UK parliamentary by-election

The 1932 Dulwich by-election was a by-election held on 8 June 1932 for the British House of Commons constituency of Dulwich in South London.

==Vacancy==
The by-election was triggered by the death of the serving Conservative Party Member of Parliament (MP), Sir Frederick Hall.

==Electoral history==
The former Conservative member had a large majority and the seat was considered a safe seat for the party. The result of the last election was;

General election 1931: Dulwich
| Party |  | Candidate | Votes | % | ±% |
|---|---|---|---|---|---|
|  | Conservative | Frederick Hall | 21,752 | 71.5 |  |
|  | Labour | F. Hughes | 4,747 | 15.6 |  |
|  | Liberal | C. R. Cooke-Taylor | 3,924 | 12.9 |  |
| Majority |  |  | 17,005 | 55.9 |  |
| Turnout |  |  | 30,423 |  |  |
|  | Conservative hold |  | Swing | +18.7 |  |

==Candidates==

- The Conservative and National candidate was 48-year-old Bracewell Smith, a member of Holborn Borough Council from 1922, serving as Mayor 1931–32, and he served on the London County Council from 1925 to 1928. Smith made his fortune in property.

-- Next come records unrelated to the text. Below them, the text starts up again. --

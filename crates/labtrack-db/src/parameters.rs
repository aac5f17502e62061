//! Parameter repository implementation.

use async_trait::async_trait;
use sqlx::postgres::PgRow;
use sqlx::{Pool, Postgres, Row};
use uuid::Uuid;

use labtrack_core::{Error, Parameter, ParameterRepository, Result};

use crate::errors::map_db_error;

const PARAMETER_COLUMNS: &str = "id, name, slug, parent_id, description, validators, created_by, \
                                 created_at_utc, updated_at_utc";

/// PostgreSQL implementation of ParameterRepository.
#[derive(Clone)]
pub struct PgParameterRepository {
    pool: Pool<Postgres>,
}

impl PgParameterRepository {
    /// Create a new PgParameterRepository with the given connection pool.
    pub fn new(pool: Pool<Postgres>) -> Self {
        Self { pool }
    }
}

fn parameter_from_row(row: &PgRow) -> Parameter {
    Parameter {
        id: row.get("id"),
        name: row.get("name"),
        slug: row.get("slug"),
        parent_id: row.get("parent_id"),
        description: row.get("description"),
        validators: row.get("validators"),
        created_by: row.get("created_by"),
        created_at: row.get("created_at_utc"),
        updated_at: row.get("updated_at_utc"),
    }
}

#[async_trait]
impl ParameterRepository for PgParameterRepository {
    async fn insert_parameter(&self, parameter: &Parameter) -> Result<()> {
        sqlx::query(
            "INSERT INTO parameter (id, name, slug, parent_id, description, validators, created_by,
                                    created_at_utc, updated_at_utc)
             VALUES ($1, $2, $3, $4, $5, $6, $7, $8, $9)",
        )
        .bind(parameter.id)
        .bind(&parameter.name)
        .bind(&parameter.slug)
        .bind(parameter.parent_id)
        .bind(&parameter.description)
        .bind(&parameter.validators)
        .bind(&parameter.created_by)
        .bind(parameter.created_at)
        .bind(parameter.updated_at)
        .execute(&self.pool)
        .await
        .map_err(map_db_error)?;
        Ok(())
    }

    async fn get_parameter(&self, id: Uuid) -> Result<Option<Parameter>> {
        let row = sqlx::query(&format!(
            "SELECT {} FROM parameter WHERE id = $1",
            PARAMETER_COLUMNS
        ))
        .bind(id)
        .fetch_optional(&self.pool)
        .await
        .map_err(Error::Database)?;
        Ok(row.as_ref().map(parameter_from_row))
    }

    async fn get_parameter_by_slug(&self, slug: &str) -> Result<Option<Parameter>> {
        let row = sqlx::query(&format!(
            "SELECT {} FROM parameter WHERE slug = $1",
            PARAMETER_COLUMNS
        ))
        .bind(slug)
        .fetch_optional(&self.pool)
        .await
        .map_err(Error::Database)?;
        Ok(row.as_ref().map(parameter_from_row))
    }

    async fn list_parameters(&self, parent_id: Option<Uuid>) -> Result<Vec<Parameter>> {
        let rows = sqlx::query(&format!(
            "SELECT {} FROM parameter WHERE parent_id IS NOT DISTINCT FROM $1 ORDER BY name",
            PARAMETER_COLUMNS
        ))
        .bind(parent_id)
        .fetch_all(&self.pool)
        .await
        .map_err(Error::Database)?;
        Ok(rows.iter().map(parameter_from_row).collect())
    }

    async fn parameter_name_exists(&self, name: &str) -> Result<bool> {
        let exists: bool =
            sqlx::query_scalar("SELECT EXISTS(SELECT 1 FROM parameter WHERE name = $1)")
                .bind(name)
                .fetch_one(&self.pool)
                .await
                .map_err(Error::Database)?;
        Ok(exists)
    }

    async fn parameter_slug_exists(&self, slug: &str) -> Result<bool> {
        let exists: bool =
            sqlx::query_scalar("SELECT EXISTS(SELECT 1 FROM parameter WHERE slug = $1)")
                .bind(slug)
                .fetch_one(&self.pool)
                .await
                .map_err(Error::Database)?;
        Ok(exists)
    }

    async fn delete_parameter(&self, id: Uuid) -> Result<()> {
        let result = sqlx::query("DELETE FROM parameter WHERE id = $1")
            .bind(id)
            .execute(&self.pool)
            .await
            .map_err(map_db_error)?;
        if result.rows_affected() == 0 {
            return Err(Error::NotFound(format!("parameter {}", id)));
        }
        Ok(())
    }
}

In particular he was a major hotel investor/owner and who built the Park Lane Hotel in 1920.
- The Labour candidate was 40-year-old Helen Bentwich, a trade unionist. She was a niece of the Home Secretary, Sir Herbert Samuel, and had recently returned from Palestine where her husband, Norman Bentwich, had been Attorney-General.
- The Liberal candidate was 49-year-old Dr Charles Cooke-Taylor, a psychiatrist. In 1910 Cooke-Taylor contested Holborn as a candidate of the Liberal Party. Between 1918 and 1931 he contested the Dulwich seat six times, though he never won.

==Campaign==
The major issues were the stringent financial policies of the National Government, and for the Liberal candidate, opposition to protectionism.

== Result ==
The result was much as expected, with turnout around two-thirds of what it had been in the previous year's general election. The Conservative candidate's majority was slashed in half, but the Liberal candidate slightly increased his vote, pushing Labour into third place.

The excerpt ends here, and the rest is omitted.